We have clarified the intracellular localization of IRS family proteins associated with PI 3-kinase in mouse adipocytes and their activity in response to insulin. In adipocytes from wild-type mice, tyrosine-phosphorylated IRS-1 and IRS-2 were distributed in the PM and LDM fractions, whereas IRS-3 was predominantly localized in the PM fraction (Fig. 1). Insulin stimulated PI 3-kinase activity via all three proteins (IRS-1, -2, and -3) in the PM fraction of wild-type adipocytes and via IRS-1 and IRS-2 in the LDM fraction (Figs. 2 and 3,B). In adipocytes from IRS-1 null mice, insulin-stimulated PI 3-kinase activity in αPY immunoprecipitates was reduced by 69% in the LDM fraction because of extremely low tyrosine-phosphorylation of IRS-3, despite tyrosine-phosphorylation of IRS-2, and it was reduced to 60% in the PM fraction because of a substantial amount of tyrosine-phosphorylation of IRS-3. These results were consistent with the subcellular localization of IRS-1, -2, and -3. In addition, insulin-stimulated PI 3-kinase activity in αPY immunoprecipitates after IRS-2 immunodepletion in the PM fraction from IRS-1 null mice was stimulated several-fold by insulin, but it was only barely stimulated by insulin in the LDM fraction (Fig. 3B).
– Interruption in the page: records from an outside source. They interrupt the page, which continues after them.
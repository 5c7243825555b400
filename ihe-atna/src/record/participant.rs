//! Participant and source blocks of an audit message

use base64::{engine::general_purpose::STANDARD, Engine as _};
use serde::{Deserialize, Serialize};

use super::coded::CodedValue;
use super::xml::XmlWriter;
use crate::error::{Error, Result};

/// How a participant's network access point is identified
#[derive(Debug, Clone, Copy, PartialEq, Eq, Hash, Serialize, Deserialize)]
pub enum NetworkAccessPointType {
    MachineName,
    IpAddress,
    TelephoneNumber,
}

impl NetworkAccessPointType {
    pub fn as_code(&self) -> &'static str {
        match self {
            Self::MachineName => "1",
            Self::IpAddress => "2",
            Self::TelephoneNumber => "3",
        }
    }

    /// Classify an access point string: IP literals are `IpAddress`, anything
    /// else a machine name
    pub fn classify(access_point: &str) -> Self {
        let trimmed = access_point.trim_start_matches('[').trim_end_matches(']');
        if trimmed.parse::<std::net::IpAddr>().is_ok() {
            Self::IpAddress
        } else {
            Self::MachineName
        }
    }
}

/// A user or system taking part in the audited event
#[derive(Debug, Clone, PartialEq, Eq, Serialize, Deserialize)]
pub struct ActiveParticipant {
    pub user_id: String,
    pub alternative_user_id: Option<String>,
    pub user_name: Option<String>,
    pub user_is_requestor: bool,
    pub network_access_point_id: Option<String>,
    pub network_access_point_type: Option<NetworkAccessPointType>,
    pub role_id_codes: Vec<CodedValue>,
}

impl ActiveParticipant {
    pub fn new(user_id: impl Into<String>, user_is_requestor: bool) -> Self {
        Self {
            user_id: user_id.into(),
            alternative_user_id: None,
            user_name: None,
            user_is_requestor,
            network_access_point_id: None,
            network_access_point_type: None,
            role_id_codes: Vec::new(),
        }
    }

    pub fn with_alternative_user_id(mut self, id: impl Into<String>) -> Self {
        self.alternative_user_id = Some(id.into());
        self
    }

    pub fn with_user_name(mut self, name: impl Into<String>) -> Self {
        self.user_name = Some(name.into());
        self
    }

    /// Set the access point; its type is inferred from the value
    pub fn with_network_access_point(mut self, access_point: impl Into<String>) -> Self {
        let access_point = access_point.into();
        self.network_access_point_type = Some(NetworkAccessPointType::classify(&access_point));
        self.network_access_point_id = Some(access_point);
        self
    }

    pub fn with_role(mut self, role: CodedValue) -> Self {
        self.role_id_codes.push(role);
        self
    }

    pub(crate) fn write_xml(&self, writer: &mut XmlWriter) -> Result<()> {
        if self.user_id.is_empty() {
            return Err(Error::Serialization(
                "ActiveParticipant requires a UserID".to_string(),
            ));
        }

        writer.start(
            "ActiveParticipant",
            &[
                ("UserID", Some(self.user_id.as_str())),
                ("AlternativeUserID", self.alternative_user_id.as_deref()),
                ("UserName", self.user_name.as_deref()),
                (
                    "UserIsRequestor",
                    Some(if self.user_is_requestor { "true" } else { "false" }),
                ),
                ("NetworkAccessPointID", self.network_access_point_id.as_deref()),
                (
                    "NetworkAccessPointTypeCode",
                    self.network_access_point_type.map(|t| t.as_code()),
                ),
            ],
        );
        for role in &self.role_id_codes {
            role.write_xml(writer, "RoleIDCode");
        }
        writer.end();
        Ok(())
    }
}

/// The system that detected the event and produced the record
#[derive(Debug, Clone, PartialEq, Eq, Serialize, Deserialize)]
pub struct AuditSourceIdentification {
    pub audit_enterprise_site_id: Option<String>,
    pub audit_source_id: String,
    pub audit_source_type_codes: Vec<CodedValue>,
}

impl AuditSourceIdentification {
    pub fn new(audit_source_id: impl Into<String>) -> Self {
        Self {
            audit_enterprise_site_id: None,
            audit_source_id: audit_source_id.into(),
            audit_source_type_codes: Vec::new(),
        }
    }

    pub fn with_enterprise_site(mut self, site: impl Into<String>) -> Self {
        self.audit_enterprise_site_id = Some(site.into());
        self
    }

    pub fn with_source_type(mut self, code: CodedValue) -> Self {
        self.audit_source_type_codes.push(code);
        self
    }

    pub(crate) fn write_xml(&self, writer: &mut XmlWriter) -> Result<()> {
        if self.audit_source_id.is_empty() {
            return Err(Error::Serialization(
                "AuditSourceIdentification requires an AuditSourceID".to_string(),
            ));
        }

        writer.start(
            "AuditSourceIdentification",
            &[
                ("AuditEnterpriseSiteID", self.audit_enterprise_site_id.as_deref()),
                ("AuditSourceID", Some(self.audit_source_id.as_str())),
            ],
        );
        for code in &self.audit_source_type_codes {
            code.write_xml(writer, "AuditSourceTypeCode");
        }
        writer.end();
        Ok(())
    }
}

/// Category of a participant object
#[derive(Debug, Clone, Copy, PartialEq, Eq, Hash, Serialize, Deserialize)]
pub enum ParticipantObjectType {
    Person,
    SystemObject,
    Organization,
    Other,
}

impl ParticipantObjectType {
    pub fn as_code(&self) -> &'static str {
        match self {
            Self::Person => "1",
            Self::SystemObject => "2",
            Self::Organization => "3",
            Self::Other => "4",
        }
    }
}

/// A patient, document, query or other object the event touched
#[derive(Debug, Clone, PartialEq, Eq, Serialize, Deserialize)]
pub struct ParticipantObjectIdentification {
    pub participant_object_id: String,
    pub type_code: Option<ParticipantObjectType>,
    /// RFC 3881 role code, 1..=24
    pub type_code_role: Option<u8>,
    pub data_life_cycle: Option<u8>,
    pub id_type_code: CodedValue,
    pub sensitivity: Option<String>,
    pub name: Option<String>,
    /// Raw query bytes, base64 on the wire
    pub query: Option<Vec<u8>>,
    /// `(type, value)` pairs; values are base64 on the wire
    pub details: Vec<(String, Vec<u8>)>,
}

impl ParticipantObjectIdentification {
    pub fn new(participant_object_id: impl Into<String>, id_type_code: CodedValue) -> Self {
        Self {
            participant_object_id: participant_object_id.into(),
            type_code: None,
            type_code_role: None,
            data_life_cycle: None,
            id_type_code,
            sensitivity: None,
            name: None,
            query: None,
            details: Vec::new(),
        }
    }

    pub fn with_type(mut self, type_code: ParticipantObjectType, role: Option<u8>) -> Self {
        self.type_code = Some(type_code);
        self.type_code_role = role;
        self
    }

    pub fn with_data_life_cycle(mut self, stage: u8) -> Self {
        self.data_life_cycle = Some(stage);
        self
    }

    pub fn with_sensitivity(mut self, sensitivity: impl Into<String>) -> Self {
        self.sensitivity = Some(sensitivity.into());
        self
    }

    pub fn with_name(mut self, name: impl Into<String>) -> Self {
        self.name = Some(name.into());
        self
    }

    pub fn with_query(mut self, query: impl Into<Vec<u8>>) -> Self {
        self.query = Some(query.into());
        self
    }

    pub fn with_detail(mut self, detail_type: impl Into<String>, value: impl Into<Vec<u8>>) -> Self {
        self.details.push((detail_type.into(), value.into()));
        self
    }

    pub(crate) fn write_xml(&self, writer: &mut XmlWriter) -> Result<()> {
        if self.participant_object_id.is_empty() {
            return Err(Error::Serialization(
                "ParticipantObjectIdentification requires a ParticipantObjectID".to_string(),
            ));
        }
        if let Some(role) = self.type_code_role {
            if !(1..=24).contains(&role) {
                return Err(Error::Serialization(format!(
                    "ParticipantObjectTypeCodeRole {} is outside 1..=24",
                    role
                )));
            }
        }

        let role = self.type_code_role.map(|r| r.to_string());
        let life_cycle = self.data_life_cycle.map(|l| l.to_string());
        writer.start(
            "ParticipantObjectIdentification",
            &[
                ("ParticipantObjectID", Some(self.participant_object_id.as_str())),
                ("ParticipantObjectTypeCode", self.type_code.map(|t| t.as_code())),
                ("ParticipantObjectTypeCodeRole", role.as_deref()),
                ("ParticipantObjectDataLifeCycle", life_cycle.as_deref()),
                ("ParticipantObjectSensitivity", self.sensitivity.as_deref()),
            ],
        );
        self.id_type_code.write_xml(writer, "ParticipantObjectIDTypeCode");
        if let Some(name) = &self.name {
            writer.text_element("ParticipantObjectName", name);
        }
        if let Some(query) = &self.query {
            writer.text_element("ParticipantObjectQuery", &STANDARD.encode(query));
        }
        for (detail_type, value) in &self.details {
            let encoded = STANDARD.encode(value);
            writer.empty(
                "ParticipantObjectDetail",
                &[("type", Some(detail_type.as_str())), ("value", Some(encoded.as_str()))],
            );
        }
        writer.end();
        Ok(())
    }
}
Our observations confirmed the earlier findings of Ruderman’s group that IRS-1 and pp60 (now referred to as IRS-3) play a role in activating PI 3-kinase in response to insulin in the LDM and PM fractions, respectively, by using αPY immunoprecipitates of rat adipocytes (26,28). However, IRS-2 had not been identified at that time, and thus the role and subcellular localization of IRS-2 in adipocytes was not specifically addressed. In the present study, we measured PI 3-kinase activity in anti–IRS-2 antibody immunoprecipitates in the PM and LDM of extracts of adipocytes from wild-type mice to evaluate PI 3-kinase activity specifically associated with IRS-2. We also measured PI 3-kinase activity in PM and LDM of extracts from IRS-1 null mice after immunodepleion by anti–IRS-2 antibody to evaluate PI 3-kinase activity associated with IRS-3. As a result, we demonstrated that not only IRS-1 but also IRS-2 plays a major role in activating PI 3-kinase in response to insulin in the LDM fraction and that IRS-3 plays a major role in the PM fraction.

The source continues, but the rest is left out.